London childcare costs are highest in Britain, report finds
Levels of provision are reduced in he capital at the same time
Childcare costs in London are the highest in Britain according to a new report by a leading charity, while at the same time levels of provision in the capital have been falling.
Figures compiled by Coram Family and Childcare for its annual national childcare survey show that 25 hours of nursery care for children under the age of two costs an average of £183.56 a week in inner London areas and £155.19 a week in outer London, compared with a Great Britain average of £138.70, £108.62 in Scotland and £122.17 in Yorkshire and Humberside. The same amount of childminder care costs £172.12 per week in inner London and £148.51 in outer, compared with a national average of £124.41 a week.
For 50 hours, nursery care weekly costs are £368.73 per week other £303.04 per week in inner and outer London respectively, and £344.10 other £294.27 for the same amount of childminder care. The Great Britain average figures are £269.86 for 50 hours of nursery care and £237.28 to employ a childminder.
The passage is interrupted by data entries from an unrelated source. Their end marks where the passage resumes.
use anyhow::{Context, Result};
use ci_runner::{
    cli::{
        commands::{ListCommand, RunCommand, TargetsCommand, ValidateCommand},
        output::*,
        Cli, Command, EXIT_CONFIG_ERROR,
    },
    core::{
        config::{ConfigSource, PipelineConfig},
        WorkContext,
    },
    execution::ExecutionEngine,
    toolchain::{SubprocessToolchain, Toolchain, ToolchainConfig},
};
use std::path::{Path, PathBuf};
use tracing::debug;
use tracing_subscriber::{EnvFilter, FmtSubscriber};

#[tokio::main]
async fn main() {
    let cli = Cli::from_args();

    if let Err(e) = init_logging(&cli) {
        eprintln!("{} {:#}", CROSS, e);
        std::process::exit(EXIT_CONFIG_ERROR);
    }

    // Execute command
    let result = match &cli.command {
        Command::Run(cmd) => run_pipeline(cmd, &cli).await,
        Command::Validate(cmd) => validate_pipeline(cmd),
        Command::List(cmd) => list_steps(cmd),
        Command::Targets(cmd) => list_targets(cmd).await,
    };

    let code = match result {
        Ok(code) => code,
        Err(e) => {
            eprintln!("{} {}", CROSS, style(format!("{:#}", e)).red());
            EXIT_CONFIG_ERROR
        }
    };
    std::process::exit(code);
}

fn init_logging(cli: &Cli) -> Result<()> {
    let default_level = if cli.verbose {
        "debug"
    } else if cli.quiet {
        "warn"
    } else {
        "info"
    };
    let filter =
        EnvFilter::try_from_default_env().unwrap_or_else(|_| EnvFilter::new(default_level));

    let subscriber = FmtSubscriber::builder()
        .with_env_filter(filter)
        .with_writer(std::io::stderr)
        .with_target(false)
        .finish();
    tracing::subscriber::set_global_default(subscriber)
        .context("Failed to set logging subscriber")
}

/// Absolute working tree for a `-C` argument
fn working_dir(dir: Option<&Path>) -> Result<PathBuf> {
    let cwd = std::env::current_dir().context("Failed to read current directory")?;
    let dir = match dir {
        Some(dir) => cwd.join(dir),
        None => cwd,
    };
    if !dir.is_dir() {
        anyhow::bail!("{} is not a directory", dir.display());
    }
    Ok(dir)
}

fn load_config(file: Option<&Path>, dir: &Path) -> Result<(PipelineConfig, ConfigSource)> {
    let (config, source) =
        PipelineConfig::load(file, dir).context("Failed to load pipeline config")?;
    debug!("Loaded pipeline {} from {}", config.name, source);
    Ok((config, source))
}

async fn run_pipeline(cmd: &RunCommand, cli: &Cli) -> Result<i32> {
    let dir = working_dir(cmd.dir.as_deref())?;
    let (config, source) = load_config(cmd.file.as_deref(), &dir)?;
    let pipeline = config.to_pipeline()?;

    // Reports go to stdout; keep it clean when printing JSON
    let to_stderr = cmd.json;
    let show_events = !cli.quiet;

    if show_events {
        let line = format!(
            "{} Loaded pipeline {} from {}",
            INFO,
            style(&pipeline.name).bold(),
            style(&source).dim()
        );
        if to_stderr {
            eprintln!("{}", line);
        } else {
            println!("{}", line);
        }
    }

    let mut ctx = WorkContext::new(&dir);
    for (key, value) in &cmd.env {
        ctx.set_env(key, value);
    }
    for (key, value) in &cmd.var {
        ctx.set_variable(key, value);
    }

    let toolchain =
        SubprocessToolchain::new(ToolchainConfig::new().with_stdout_to_stderr(to_stderr));
    let mut engine = ExecutionEngine::new(toolchain);

    // Set up event handler for console output
    if show_events {
        engine.add_event_handler(move |event| {
            let line = format_execution_event(event);
            if to_stderr {
                eprintln!("{}", line);
            } else {
                println!("{}", line);
            }
        });
    }

    let result = engine.run(&pipeline, &ctx).await;

    if cmd.json {
        println!("{}", serde_json::to_string_pretty(&result)?);
    } else {
        println!("\n{}", format_run_summary(&result));
    }

    Ok(result.exit_code())
}

fn validate_pipeline(cmd: &ValidateCommand) -> Result<i32> {
    let dir = working_dir(cmd.dir.as_deref())?;
    let (config, source) = load_config(cmd.file.as_deref(), &dir)?;

    if cmd.json {
        println!("{}", serde_json::to_string_pretty(&config)?);
        return Ok(0);
    }

    println!("{} Pipeline configuration is valid!", CHECK);
    println!("  Name: {}", style(&config.name).bold());
    println!("  Source: {}", style(&source).dim());
    println!("  Steps: {}", style(config.steps.len()).cyan());
    println!("  Variables: {}", style(config.variables.len()).cyan());
    Ok(0)
}

fn list_steps(cmd: &ListCommand) -> Result<i32> {
    let dir = working_dir(cmd.dir.as_deref())?;
    let (config, _) = load_config(cmd.file.as_deref(), &dir)?;
    let pipeline = config.to_pipeline()?;

    println!(
        "{} {} ({} steps)",
        INFO,
        style(&pipeline.name).bold(),
        pipeline.len()
    );
    for planned in pipeline.plan(&WorkContext::new(&dir)) {
        println!("{}", format_planned_step(&planned));
    }
    Ok(0)
}

async fn list_targets(cmd: &TargetsCommand) -> Result<i32> {
    let dir = working_dir(cmd.dir.as_deref())?;
    let toolchain = SubprocessToolchain::default();

    let targets = toolchain.enumerate_targets(&WorkContext::new(&dir)).await;
    if targets.is_empty() {
        eprintln!("{} No example targets found", INFO);
    }
    for target in targets {
        println!("{}", target);
    }
    Ok(0)
}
Ellen Broomé, managing director of Coram Family and Childcare (pictured), warned today that with food, fuel and rent increases and general pandemic impacts will mean more London parents struggling to meet childcare costs and that, for some, “going to work will be unaffordable”.
Speaking on the BBC’s Politics London programme, Broomé expressed disappointment that Chancellor Rishi Sunak’s spring statement last week contained no mention of childcare costs and argued that “it should always pay to work”. She called for the ceiling on childcare costs covered by universal credit to be raised.
As prices have risen, after school care for primary school age groups has been in decline with fewer than one fifth of the capital’s local authorities saying they have enough capacity for the 5-to-11 age group, prompting Victoria Benson, chief executive of single parent charity gingerbread warning of increasing competition for a diminishing number of after school places. “We’re already hearing about people who can’t take up jobs because they can’t find the childcare,” she said.
Also speaking on the programme, Tony Devenish, a Conservative Westminster councilor and London Assembly member, stressed that the state provides up to 30 hours of free childcare a week for all three and four year-olds and those in vulnerable homes, while everyone else gets 15 hours, but cautioned that “everything can’t be paid for at once” and urged private sector employers to do more.
London Labor MP Stella Creasy said national government should see paying for childcare as an infrastructure issue, which helps individuals and is also good for the economy, a point echoed by Stephen Cowan, Labor leader of Hammersmith & Fulham, who said, childcare should be seen as “an investment” rather than cost which can enable people who are locked out of opportunities “the capital city of the fifth biggest economy on Earth” because childcare costs are so high.